* [EXERCISE DETAILS]: Copy every line from the records below that holds the word "driver".

* [DATASET RECORDS]:
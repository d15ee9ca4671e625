//! 対話ループ
//!
//! 入力行を driver への操作に変換し、返ってきたスナップショットと
//! broadcast されたイベントを出力に書く。走行中は `refresh` 間隔で状態行も出す。

use std::io::Write;
use std::time::Duration;

use anyhow::{Context, Result};
use duoclock_core::{ClockEvent, ClockHandle, ClockState};
use tokio::io::{AsyncBufRead, AsyncBufReadExt};
use tokio::sync::broadcast::{self, error::RecvError, error::TryRecvError};
use tokio::time::{interval, Interval, MissedTickBehavior};
use tracing::{debug, warn};

use crate::input::{parse_line, Input, HELP};
use crate::render;

#[derive(Debug, Clone, Default)]
pub struct SessionOptions {
    pub json: bool,
    /// 走行中に状態行を出す間隔（`None` なら出さない）
    pub refresh: Option<Duration>,
}

/// 入力が尽きるか `quit` を受けるまで対話を続ける
///
/// driver 自体は止めない。終了処理は呼び出し側で `shutdown` する。
pub async fn run_session<R, W>(
    handle: &ClockHandle,
    input: R,
    out: &mut W,
    options: &SessionOptions,
) -> Result<()>
where
    R: AsyncBufRead + Unpin,
    W: Write,
{
    let mut printer = Printer { out, json: options.json };
    let mut lines = input.lines();
    let mut events = handle.events();
    let mut refresh = options.refresh.map(|period| {
        let mut refresh = interval(period);
        refresh.set_missed_tick_behavior(MissedTickBehavior::Skip);
        refresh
    });

    printer.state(&handle.latest())?;

    loop {
        tokio::select! {
            line = lines.next_line() => {
                let Some(line) = line.context("failed to read command input")? else {
                    debug!("input closed");
                    break;
                };
                match parse_line(&line) {
                    Ok(Input::Quit) => break,
                    Ok(Input::Help) => printer.text(HELP)?,
                    Ok(Input::Status) => {
                        let state = handle.snapshot().await?;
                        printer.state(&state)?;
                    }
                    Ok(Input::Clock(command)) => {
                        let state = handle.send(command).await?;
                        // 操作が発行したイベントを状態行より先に出す
                        drain_events(&mut events, &mut printer)?;
                        printer.state(&state)?;
                    }
                    Err(e) => {
                        debug!("rejected input {line:?}: {e}");
                        printer.text(&format!("error: {e}"))?;
                    }
                }
            }
            event = events.recv() => match event {
                Ok(event) => {
                    printer.event(&event)?;
                    if matches!(event, ClockEvent::FlagFallen { .. }) {
                        let state = handle.snapshot().await?;
                        printer.state(&state)?;
                    }
                }
                Err(RecvError::Lagged(skipped)) => warn!("dropped {skipped} clock events"),
                Err(RecvError::Closed) => break,
            },
            _ = next_refresh(&mut refresh), if handle.latest().is_game_running => {
                printer.state(&handle.latest())?;
            }
        }
    }
    Ok(())
}

fn drain_events<W: Write>(
    events: &mut broadcast::Receiver<ClockEvent>,
    printer: &mut Printer<'_, W>,
) -> Result<()> {
    loop {
        match events.try_recv() {
            Ok(event) => printer.event(&event)?,
            Err(TryRecvError::Lagged(skipped)) => warn!("dropped {skipped} clock events"),
            Err(TryRecvError::Empty | TryRecvError::Closed) => return Ok(()),
        }
    }
}

async fn next_refresh(refresh: &mut Option<Interval>) {
    match refresh {
        Some(refresh) => {
            refresh.tick().await;
        }
        None => std::future::pending().await,
    }
}

struct Printer<'a, W: Write> {
    out: &'a mut W,
    json: bool,
}

impl<W: Write> Printer<'_, W> {
    fn state(&mut self, state: &ClockState) -> Result<()> {
        let line = if self.json {
            render::json_line(state)?
        } else {
            render::status_line(state)
        };
        self.line(&line)
    }

    fn event(&mut self, event: &ClockEvent) -> Result<()> {
        let line = if self.json {
            render::json_line(event)?
        } else {
            render::event_line(event)
        };
        self.line(&line)
    }

    fn text(&mut self, text: &str) -> Result<()> {
        if self.json {
            // JSON 出力を壊さないよう説明文は stderr に回す
            eprintln!("{text}");
            return Ok(());
        }
        self.line(text)
    }

    fn line(&mut self, line: &str) -> Result<()> {
        writeln!(self.out, "{line}").context("failed to write output")?;
        self.out.flush().context("failed to flush output")
    }
}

* [WRITTEN ANSWER]:
//! 入力行を driver への操作に変換し、返ってきたスナップショットと
/// driver 自体は止めない。終了処理は呼び出し側で `shutdown` する。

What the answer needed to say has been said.